A Warning From My Body to Me, With Love

I am experiencing chest discomfort. While I am working, I notice a pain that is sharp under my left breast and rib cage. The pain shoots upward to the middle of my chest. Sometimes, I have to stop what I am doing because I can't breathe for a couple of minutes. It lasts a few minutes and disappears. While I take notice to this, I assume it's just pressure in life. I have no reason to suspect coronary artery disease.

Stressors in my life

First, I am leaving a chef job to take a less stressful job. Second, I am going to be switching insurance from commercial to state Medicaid. Third, my oldest has just married and is planning a picnic to tell the family under the guise that he wants everyone to meet his girl. The final straw is a message from someone from my past that I didn't wish or think would contact me again. Life is stressful.

Catering orders are high at the restaurant today. 65 orders for the day. As the day is going on, I feel a sharp pain a few times and I have to stop and sit down in the managers chair in the office. This is becoming an issue.

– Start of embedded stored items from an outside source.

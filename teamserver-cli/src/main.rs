mod command;
mod ui;

use std::path::PathBuf;

use clap::{Parser, Subcommand};
use tracing_subscriber::{EnvFilter, fmt};

use teamserver_engine::Server;

/// Team server: multi-user connections over mutually authenticated QUIC.
///
/// Runs the daemon, manages users and their connection descriptors,
/// authorities and persistent listeners, and queries a running server as a
/// client.
#[derive(Parser, Debug)]
#[command(name = "teamserver", version, about)]
struct Args {
    /// Application name; selects `~/.<app>` and `$<APP>_ROOT_DIR`.
    #[arg(long, global = true, default_value = "teamserver")]
    app: String,

    #[command(subcommand)]
    command: Command,
}

#[derive(Subcommand, Debug)]
enum Command {
    /// Serve the network and every persistent listener until interrupted.
    Daemon {
        /// Host to listen on (defaults to the server config).
        #[arg(long)]
        host: Option<String>,
        /// Port to listen on (defaults to the server config).
        #[arg(long)]
        port: Option<u16>,
        /// Skip persistent listeners that fail to start instead of exiting.
        #[arg(long)]
        continue_on_error: bool,
    },
    /// Manage users.
    #[command(subcommand)]
    User(UserCommand),
    /// Export or import certificate authorities.
    #[command(subcommand)]
    Ca(CaCommand),
    /// Manage persistent listeners.
    #[command(subcommand)]
    Listener(ListenerCommand),
    /// Talk to a running server.
    #[command(subcommand)]
    Client(ClientCommand),
}

#[derive(Subcommand, Debug)]
enum UserCommand {
    /// Create a user (or re-issue its credentials) and write its descriptor.
    Add {
        name: String,
        /// Host clients dial.
        #[arg(long, default_value = "127.0.0.1")]
        host: String,
        /// Port clients dial (defaults to the daemon port).
        #[arg(long)]
        port: Option<u16>,
        /// Directory the descriptor is written to.
        #[arg(long, default_value = ".")]
        out: PathBuf,
    },
    /// Delete a user and revoke its credentials.
    Rm { name: String },
    /// List users.
    List,
}

#[derive(Subcommand, Debug)]
enum CaCommand {
    /// Write an authority's certificate and key as PEM files.
    Export {
        #[arg(long, default_value = "user")]
        ca_type: String,
        #[arg(long, default_value = ".")]
        out: PathBuf,
    },
    /// Replace an authority with the given certificate and key.
    Import {
        #[arg(long, default_value = "user")]
        ca_type: String,
        #[arg(long)]
        cert: PathBuf,
        #[arg(long)]
        key: PathBuf,
    },
}

#[derive(Subcommand, Debug)]
enum ListenerCommand {
    /// Record a persistent listener started by the next daemon run.
    Add {
        #[arg(long, default_value = "0.0.0.0")]
        host: String,
        #[arg(long)]
        port: u16,
    },
    /// Remove a persistent listener.
    Rm { id: u32 },
    /// List persistent listeners.
    List,
}

#[derive(Subcommand, Debug)]
enum ClientCommand {
    /// List the server's users and who is online.
    Users {
        /// Connection descriptor to use instead of the configured ones.
        #[arg(long)]
        config: Option<PathBuf>,
    },
}

#[tokio::main]
async fn main() -> anyhow::Result<()> {
    let args = Args::parse();

    // Logs go to stderr so command output on stdout stays clean.
    fmt()
        .with_writer(std::io::stderr)
        .with_env_filter(
            EnvFilter::try_from_default_env()
                .unwrap_or_else(|_| EnvFilter::new("teamserver=info,warn")),
        )
        .init();

    let server = Server::new(&args.app)?;

    match args.command {
        Command::Daemon {
            host,
            port,
            continue_on_error,
        } => command::daemon(&server, host, port, continue_on_error).await?,
        Command::User(UserCommand::Add {
            name,
            host,
            port,
            out,
        }) => command::user_add(&server, &name, &host, port, &out)?,
        Command::User(UserCommand::Rm { name }) => command::user_rm(&server, &name)?,
        Command::User(UserCommand::List) => command::user_list(&server)?,
        Command::Ca(CaCommand::Export { ca_type, out }) => command::ca_export(&server, &ca_type, &out)?,
        Command::Ca(CaCommand::Import { ca_type, cert, key }) => {
            command::ca_import(&server, &ca_type, &cert, &key)?;
        }
        Command::Listener(ListenerCommand::Add { host, port }) => {
            command::listener_add(&server, &host, port)?;
        }
        Command::Listener(ListenerCommand::Rm { id }) => command::listener_rm(&server, id)?,
        Command::Listener(ListenerCommand::List) => command::listener_list(&server)?,
        Command::Client(ClientCommand::Users { config }) => {
            command::client_users(&args.app, config).await?;
        }
    }
    Ok(())
}
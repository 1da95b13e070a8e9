//! Rows of the `certificates` table: issued leaf certificates keyed by
//! authority type, namespace and subject.

use chrono::Utc;
use rusqlite::{OptionalExtension, params};
use teamserver_core::error::Result;
use teamserver_core::tls::CertKeyPair;

use super::db::Database;

impl Database {
    /// Inserts or replaces the leaf stored for `(ca_type, namespace, subject)`.
    pub(crate) fn upsert_leaf(
        &self,
        ca_type: &str,
        namespace: &str,
        subject: &str,
        pair: &CertKeyPair,
    ) -> Result<()> {
        self.with_conn(|conn| {
            conn.execute(
                "INSERT OR REPLACE INTO certificates
                 (ca_type, namespace, subject, cert_pem, key_pem, created_at)
                 VALUES (?1, ?2, ?3, ?4, ?5, ?6)",
                params![
                    ca_type,
                    namespace,
                    subject,
                    pair.cert_pem,
                    pair.key_pem,
                    Utc::now().to_rfc3339()
                ],
            )
        })?;
        Ok(())
    }

    pub(crate) fn get_leaf(
        &self,
        ca_type: &str,
        namespace: &str,
        subject: &str,
    ) -> Result<Option<CertKeyPair>> {
        self.with_conn(|conn| {
            conn.query_row(
                "SELECT cert_pem, key_pem FROM certificates
                 WHERE ca_type = ?1 AND namespace = ?2 AND subject = ?3",
                params![ca_type, namespace, subject],
                |row| {
                    Ok(CertKeyPair {
                        cert_pem: row.get(0)?,
                        key_pem: row.get(1)?,
                    })
                },
            )
            .optional()
        })
    }

    /// Returns whether a row was deleted.
    pub(crate) fn delete_leaf(&self, ca_type: &str, namespace: &str, subject: &str) -> Result<bool> {
        let deleted = self.with_conn(|conn| {
            conn.execute(
                "DELETE FROM certificates WHERE ca_type = ?1 AND namespace = ?2 AND subject = ?3",
                params![ca_type, namespace, subject],
            )
        })?;
        Ok(deleted > 0)
    }

    pub(crate) fn list_leaf_subjects(&self, ca_type: &str, namespace: &str) -> Result<Vec<String>> {
        self.with_conn(|conn| {
            let mut stmt = conn.prepare(
                "SELECT subject FROM certificates
                 WHERE ca_type = ?1 AND namespace = ?2 ORDER BY subject",
            )?;
            let rows = stmt.query_map(params![ca_type, namespace], |row| row.get(0))?;
            rows.collect()
        })
    }
}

As soon as I go home, I contact the doctor again and am being told to press on my chest where the pain is. If the pain stays, I am to go the ER this is most likely my heart. As I do, the pain stays, I am going to go to Highland Park Hospital in Highland Park, Illinois. The ER is attentive and am received in a timely manner. I am going to need an EKG, x-ray, and bloodwork. A cardiologist comes to speak to me stating he feels I need further testing due to my family history. Doctor says I am being admitted. All of my tests are coming back normal. Dr. Silver is surprised.

Waiting for testing

An angiogram is scheduled for the afternoon. Now I am laying here thinking about how this has come so far. I wait for four hours pondering my situation. This is emotional and stressful alone. My discomfort is still here but I am eased a little knowing I am in the best place I can be if there is a problem. My faith in the staff is pretty good.

The surgeon that is doing my procedure is wonderful. Dr. Qamar made me feel at peace, calm and secure. We talk during the procedure. He tried to go through my right wrist to view my heart but it is unsuccessful. He apologizes and tells me that he has to go through my groin. I wake a few minutes later to pressure and pain in my right thigh. Dr. Qamar tells me that it is as bad as it can be. I had a 90% occluded artery in the middle of my heart. Luckily, I do not have heart damage. I am learning  that it was LAD or Left Atrial Descending Coronary Artery Disease. I am now a patient of Coronary-Artery Disease, or CAD.

Saying Thank You to Dr. Qamar and his team doesn’t seem like enough, but it is all I have to give. Back in my room, I lay in stillness for 6 hours waiting for myself to heal. Once arteries clot, I am able to get up and go to the bathroom. This is when I realized how long I had been distressed. My skin looks so different. My skin has color instead of being so extremely white.

Starting over feeling differently

Breathing is almost scary. My nurse is explaining to take a deep breath freely and that’s when I realize I have been breathing half of what I should have been for 3 weeks or more. What's more was realizing my swelling is going down, my pain is completely gone. The pressure and ache in my chest is gone. Everything I thought was normal had been not. The doctor states this is why it's often a silent killer until the final heart attack or widow maker. You slowly decline and then there is crisis. My thoughts were of surprise learning my body was lying to me that I was okay, when I clearly was not!

Even my biggest wild imagined thoughts did not make me think I was in this kind of cardiac emergency. Coming to the realization that I have had a close to death experience is shocking. My health has come close twice before, but is the worst. Knowing I am putting myself in danger by pushing it off is hard. My children, family, and others have been definitely voicing their concern. You don't know how happy I am to have made the choice to go to the ER.

Dr. Qamar states that my issue is hereditary combined with comorbidities. I am a type 2 diabetic, and of course psoriasis and psoriatic arthritis patient. We also discuss the fact that I have experienced COVID as well. My chance to survive covid was 45% and I was given the monocolloidal antibodies. Hold your love ones a little a closer today and remember to listen to your body.

Below is a copy of a letter that I felt like my body was sending to me.

Love Note
Dear Melissa,
It's me, your body. We need to talk. You know that pressure in your chest. You should slow down. Hey, mentally your kind of stressing out. We should try to do some meditation. I know you have been trying but it could be better. Well, you are not really listening and things are getting worse. Didn't you realize you can't recall words? Don't you think it's sort of odd that you are playing charades to tell people things? We don’t have enough oxygen! MELISSA you are not listening! Okay you leave me one last choice... DO YOU FEEL THIS SHARP PAIN in your chest? That's me your body trying to tell you we can't do this... THIS IS ME YOUR BODY PLEASE LISTEN BEFORE IT'S TOO LATE.